SOURCE DATA:
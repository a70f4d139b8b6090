//! Response envelope
//!
//! Every task and setting endpoint answers with the same JSON shape:
//!
//! ```json
//! {
//!   "messages": ["Report task fetched successfully"],
//!   "status": "OK",
//!   "requestId": "6f1c...",
//!   "data": { ... },
//!   "statusCode": 200,
//!   "error": null,
//!   "httpStatus": "OK"
//! }
//! ```
//!
//! On failure `data` is null and `error` carries the business code and the
//! localized message.

use apr_common::api::BusinessCode;
use axum::{
    http::StatusCode,
    response::{IntoResponse, Response},
    Json,
};
use serde::Serialize;

#[derive(Debug, Serialize)]
pub struct ErrorBody {
    pub code: BusinessCode,
    pub message: String,
}

#[derive(Debug, Serialize)]
#[serde(rename_all = "camelCase")]
pub struct Envelope<T> {
    pub messages: Vec<String>,
    pub status: String,
    pub request_id: String,
    pub data: Option<T>,
    pub status_code: u16,
    pub error: Option<ErrorBody>,
    pub http_status: String,
}

impl<T> Envelope<T> {
    fn new(status: StatusCode, request_id: String, messages: Vec<String>) -> Self {
        Self {
            messages,
            status: status.canonical_reason().unwrap_or("Unknown").to_string(),
            request_id,
            data: None,
            status_code: status.as_u16(),
            error: None,
            http_status: status_name(status),
        }
    }
}

/// Enum-style name of a status, e.g. `NOT_FOUND`
pub fn status_name(status: StatusCode) -> String {
    status
        .canonical_reason()
        .unwrap_or("UNKNOWN")
        .to_ascii_uppercase()
        .replace(['-', ' ', '\''], "_")
}

/// Successful envelope plus its HTTP status
#[derive(Debug)]
pub struct ApiResponse<T> {
    status: StatusCode,
    envelope: Envelope<T>,
}

impl<T: Serialize> ApiResponse<T> {
    pub fn new(code: BusinessCode, request_id: String, message: String, data: T) -> Self {
        let status = code.http_status();
        let mut envelope = Envelope::new(status, request_id, vec![message]);
        envelope.data = Some(data);

        Self { status, envelope }
    }
}

impl<T: Serialize> IntoResponse for ApiResponse<T> {
    fn into_response(self) -> Response {
        (self.status, Json(self.envelope)).into_response()
    }
}

/// Failed envelope plus its HTTP status
#[derive(Debug)]
pub struct ApiError {
    status: StatusCode,
    envelope: Envelope<()>,
}

impl ApiError {
    pub fn new(code: BusinessCode, request_id: String, messages: Vec<String>) -> Self {
        let status = code.http_status();
        let message = messages.first().cloned().unwrap_or_default();
        let mut envelope = Envelope::new(status, request_id, messages);
        envelope.error = Some(ErrorBody { code, message });

        Self { status, envelope }
    }

    pub fn status(&self) -> StatusCode {
        self.status
    }

    pub fn code(&self) -> Option<BusinessCode> {
        self.envelope.error.as_ref().map(|e| e.code)
    }
}

impl IntoResponse for ApiError {
    fn into_response(self) -> Response {
        (self.status, Json(self.envelope)).into_response()
    }
}

pub type ApiResult<T> = Result<ApiResponse<T>, ApiError>;

#[cfg(test)]
mod tests {
    use super::*;

    #[test]
    fn test_status_name() {
        assert_eq!(status_name(StatusCode::OK), "OK");
        assert_eq!(status_name(StatusCode::NOT_FOUND), "NOT_FOUND");
        assert_eq!(status_name(StatusCode::CREATED), "CREATED");
        assert_eq!(status_name(StatusCode::INTERNAL_SERVER_ERROR), "INTERNAL_SERVER_ERROR");
    }

    #[test]
    fn test_success_envelope_shape() {
        let response = ApiResponse::new(
            BusinessCode::TaskGetSuccess,
            "req-1".to_string(),
            "fetched".to_string(),
            vec![1, 2],
        );
        let json = serde_json::to_value(&response.envelope).unwrap();

        assert_eq!(json["statusCode"], 200);
        assert_eq!(json["status"], "OK");
        assert_eq!(json["httpStatus"], "OK");
        assert_eq!(json["requestId"], "req-1");
        assert_eq!(json["messages"][0], "fetched");
        assert_eq!(json["data"][1], 2);
        assert!(json["error"].is_null());
    }

    #[test]
    fn test_error_envelope_shape() {
        let err = ApiError::new(
            BusinessCode::SettingNotFound,
            "req-2".to_string(),
            vec!["missing".to_string()],
        );
        assert_eq!(err.status(), StatusCode::NOT_FOUND);

        let json = serde_json::to_value(&err.envelope).unwrap();
        assert_eq!(json["statusCode"], 404);
        assert_eq!(json["httpStatus"], "NOT_FOUND");
        assert!(json["data"].is_null());
        assert_eq!(json["error"]["code"], "APR_SETTING_NOT_FOUND");
        assert_eq!(json["error"]["message"], "missing");
    }
}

EXERCISE AIM:
Among the records, find each line where the word "struct" occurs, and copy it.

RESPONSE AREA:
pub struct ErrorBody {
pub struct Envelope<T> {
pub struct ApiResponse<T> {
pub struct ApiError {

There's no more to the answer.